__RECORDS FOR THIS TASK__:

Start of Block

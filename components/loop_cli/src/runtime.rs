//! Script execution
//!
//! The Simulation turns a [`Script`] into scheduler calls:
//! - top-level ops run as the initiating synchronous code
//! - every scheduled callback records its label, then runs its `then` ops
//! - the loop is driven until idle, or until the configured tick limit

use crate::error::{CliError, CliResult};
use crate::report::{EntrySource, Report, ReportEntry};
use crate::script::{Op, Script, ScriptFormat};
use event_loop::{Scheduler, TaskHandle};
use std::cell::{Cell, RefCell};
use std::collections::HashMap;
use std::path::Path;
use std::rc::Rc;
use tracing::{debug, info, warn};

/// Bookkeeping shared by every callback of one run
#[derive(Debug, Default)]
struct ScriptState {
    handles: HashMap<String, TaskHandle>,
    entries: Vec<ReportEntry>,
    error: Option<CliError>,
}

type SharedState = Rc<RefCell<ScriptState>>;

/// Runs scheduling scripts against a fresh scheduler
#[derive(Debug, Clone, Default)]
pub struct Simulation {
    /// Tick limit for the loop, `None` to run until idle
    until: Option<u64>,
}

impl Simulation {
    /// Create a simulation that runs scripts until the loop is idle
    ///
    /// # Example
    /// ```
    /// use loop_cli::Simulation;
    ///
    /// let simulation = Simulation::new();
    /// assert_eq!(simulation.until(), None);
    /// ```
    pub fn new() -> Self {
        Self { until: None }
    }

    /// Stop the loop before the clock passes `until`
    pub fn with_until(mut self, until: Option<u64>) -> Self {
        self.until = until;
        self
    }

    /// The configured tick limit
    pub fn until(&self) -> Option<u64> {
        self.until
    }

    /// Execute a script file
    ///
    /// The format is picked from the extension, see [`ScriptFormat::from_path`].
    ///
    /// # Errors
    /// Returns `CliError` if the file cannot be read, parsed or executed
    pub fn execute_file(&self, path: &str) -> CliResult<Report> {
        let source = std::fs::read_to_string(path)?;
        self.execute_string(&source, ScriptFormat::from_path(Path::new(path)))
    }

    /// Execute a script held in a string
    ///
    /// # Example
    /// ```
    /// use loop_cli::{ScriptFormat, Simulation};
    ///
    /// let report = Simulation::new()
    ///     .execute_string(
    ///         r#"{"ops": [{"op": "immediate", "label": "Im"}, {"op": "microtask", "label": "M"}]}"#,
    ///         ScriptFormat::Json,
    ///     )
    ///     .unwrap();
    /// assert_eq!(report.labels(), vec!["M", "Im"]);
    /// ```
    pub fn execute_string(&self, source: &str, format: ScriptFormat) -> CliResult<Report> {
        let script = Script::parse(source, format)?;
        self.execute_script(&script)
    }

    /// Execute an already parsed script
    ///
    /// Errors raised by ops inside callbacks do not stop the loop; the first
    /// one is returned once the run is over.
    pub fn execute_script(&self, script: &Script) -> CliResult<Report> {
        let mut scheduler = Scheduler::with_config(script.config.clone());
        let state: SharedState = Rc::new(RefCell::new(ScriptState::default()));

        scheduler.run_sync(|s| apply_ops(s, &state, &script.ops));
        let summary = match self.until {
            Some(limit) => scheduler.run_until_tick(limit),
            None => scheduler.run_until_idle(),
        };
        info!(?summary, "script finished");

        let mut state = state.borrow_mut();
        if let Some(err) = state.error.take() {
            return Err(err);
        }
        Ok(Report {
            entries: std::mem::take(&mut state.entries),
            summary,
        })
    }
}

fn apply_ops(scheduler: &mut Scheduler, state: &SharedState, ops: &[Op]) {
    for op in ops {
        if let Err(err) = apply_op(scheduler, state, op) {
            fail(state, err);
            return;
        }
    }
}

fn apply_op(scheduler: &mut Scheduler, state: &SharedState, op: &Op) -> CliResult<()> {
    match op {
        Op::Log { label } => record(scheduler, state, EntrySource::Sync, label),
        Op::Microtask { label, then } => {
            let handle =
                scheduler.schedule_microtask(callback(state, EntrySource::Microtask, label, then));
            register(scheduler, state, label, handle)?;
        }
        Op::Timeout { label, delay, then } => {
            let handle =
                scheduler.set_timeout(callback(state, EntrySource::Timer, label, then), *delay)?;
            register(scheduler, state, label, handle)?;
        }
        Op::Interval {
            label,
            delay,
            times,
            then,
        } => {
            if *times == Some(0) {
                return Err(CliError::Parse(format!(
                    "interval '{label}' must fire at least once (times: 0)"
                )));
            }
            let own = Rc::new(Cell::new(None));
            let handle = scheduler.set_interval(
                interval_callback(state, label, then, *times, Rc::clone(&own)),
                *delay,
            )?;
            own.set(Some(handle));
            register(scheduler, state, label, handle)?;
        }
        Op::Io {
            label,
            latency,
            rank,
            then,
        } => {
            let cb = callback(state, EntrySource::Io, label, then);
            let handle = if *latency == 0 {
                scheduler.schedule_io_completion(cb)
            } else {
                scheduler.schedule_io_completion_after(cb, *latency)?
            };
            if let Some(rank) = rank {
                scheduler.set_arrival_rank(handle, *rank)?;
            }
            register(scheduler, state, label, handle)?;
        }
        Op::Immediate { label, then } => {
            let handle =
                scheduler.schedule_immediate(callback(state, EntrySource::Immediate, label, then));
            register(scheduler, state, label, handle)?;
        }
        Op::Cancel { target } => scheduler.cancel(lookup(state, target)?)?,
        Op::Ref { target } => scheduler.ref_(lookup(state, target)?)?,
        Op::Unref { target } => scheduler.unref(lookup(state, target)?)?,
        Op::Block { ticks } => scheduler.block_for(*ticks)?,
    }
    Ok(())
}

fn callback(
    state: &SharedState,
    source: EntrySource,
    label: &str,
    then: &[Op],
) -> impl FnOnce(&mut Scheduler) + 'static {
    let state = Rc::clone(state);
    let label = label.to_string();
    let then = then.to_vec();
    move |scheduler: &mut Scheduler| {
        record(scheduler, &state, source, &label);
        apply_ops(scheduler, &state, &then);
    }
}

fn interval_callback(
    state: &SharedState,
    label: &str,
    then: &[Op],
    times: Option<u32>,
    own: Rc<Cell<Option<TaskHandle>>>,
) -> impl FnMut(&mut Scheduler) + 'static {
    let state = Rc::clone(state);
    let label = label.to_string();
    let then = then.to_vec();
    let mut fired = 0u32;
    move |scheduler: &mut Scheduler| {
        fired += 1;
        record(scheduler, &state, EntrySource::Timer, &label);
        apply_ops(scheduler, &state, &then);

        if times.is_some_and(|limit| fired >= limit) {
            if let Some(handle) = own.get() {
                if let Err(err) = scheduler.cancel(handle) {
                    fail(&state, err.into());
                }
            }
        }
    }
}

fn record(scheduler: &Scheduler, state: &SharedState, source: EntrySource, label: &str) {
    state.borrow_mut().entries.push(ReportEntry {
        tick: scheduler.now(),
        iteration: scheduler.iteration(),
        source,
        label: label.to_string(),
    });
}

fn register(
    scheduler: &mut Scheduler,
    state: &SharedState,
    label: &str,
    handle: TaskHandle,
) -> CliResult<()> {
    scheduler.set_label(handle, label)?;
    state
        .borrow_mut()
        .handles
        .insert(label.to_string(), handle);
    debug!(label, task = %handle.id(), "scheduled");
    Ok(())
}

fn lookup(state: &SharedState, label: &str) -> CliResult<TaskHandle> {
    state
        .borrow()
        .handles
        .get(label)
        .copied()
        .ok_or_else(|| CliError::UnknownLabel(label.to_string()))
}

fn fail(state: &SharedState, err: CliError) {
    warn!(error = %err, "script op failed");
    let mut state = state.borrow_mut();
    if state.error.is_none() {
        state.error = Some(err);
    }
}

End of Block
Start of Block

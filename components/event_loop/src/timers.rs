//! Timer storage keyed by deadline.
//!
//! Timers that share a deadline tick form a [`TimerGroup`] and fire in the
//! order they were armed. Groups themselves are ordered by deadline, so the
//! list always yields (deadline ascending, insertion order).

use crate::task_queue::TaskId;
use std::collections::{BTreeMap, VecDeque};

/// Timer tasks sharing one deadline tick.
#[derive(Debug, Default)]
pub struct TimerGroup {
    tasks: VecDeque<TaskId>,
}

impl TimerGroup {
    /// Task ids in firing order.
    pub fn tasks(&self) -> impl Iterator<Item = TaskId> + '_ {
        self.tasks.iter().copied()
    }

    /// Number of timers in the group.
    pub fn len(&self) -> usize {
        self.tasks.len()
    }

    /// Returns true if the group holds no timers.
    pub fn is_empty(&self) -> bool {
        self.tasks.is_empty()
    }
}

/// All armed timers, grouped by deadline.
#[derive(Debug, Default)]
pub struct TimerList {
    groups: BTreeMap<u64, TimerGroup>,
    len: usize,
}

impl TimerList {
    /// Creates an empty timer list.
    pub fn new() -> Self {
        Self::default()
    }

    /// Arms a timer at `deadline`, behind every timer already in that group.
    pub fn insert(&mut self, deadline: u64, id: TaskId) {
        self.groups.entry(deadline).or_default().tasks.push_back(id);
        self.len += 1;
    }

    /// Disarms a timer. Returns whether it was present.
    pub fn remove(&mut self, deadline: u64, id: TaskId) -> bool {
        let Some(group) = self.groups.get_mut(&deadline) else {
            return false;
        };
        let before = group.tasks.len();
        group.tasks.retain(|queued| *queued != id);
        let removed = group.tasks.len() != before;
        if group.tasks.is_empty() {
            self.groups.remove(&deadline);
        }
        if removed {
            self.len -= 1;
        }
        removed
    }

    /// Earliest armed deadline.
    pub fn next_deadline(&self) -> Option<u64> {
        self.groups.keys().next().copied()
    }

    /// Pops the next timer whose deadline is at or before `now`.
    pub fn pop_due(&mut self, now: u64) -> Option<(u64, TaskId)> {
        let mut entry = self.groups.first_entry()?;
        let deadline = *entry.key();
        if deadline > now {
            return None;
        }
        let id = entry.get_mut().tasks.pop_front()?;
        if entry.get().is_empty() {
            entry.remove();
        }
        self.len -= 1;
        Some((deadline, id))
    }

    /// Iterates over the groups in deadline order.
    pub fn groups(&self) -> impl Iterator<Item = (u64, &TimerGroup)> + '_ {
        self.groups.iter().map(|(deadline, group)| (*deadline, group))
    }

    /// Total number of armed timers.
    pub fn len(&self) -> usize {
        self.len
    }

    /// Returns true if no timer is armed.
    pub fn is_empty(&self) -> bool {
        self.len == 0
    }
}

End of Block

__PROMPT__: If the string "removed" appears in a line of the entries, report the line.

__WRITTEN RESPONSE__:
        let removed = group.tasks.len() != before;
        if removed {
        removed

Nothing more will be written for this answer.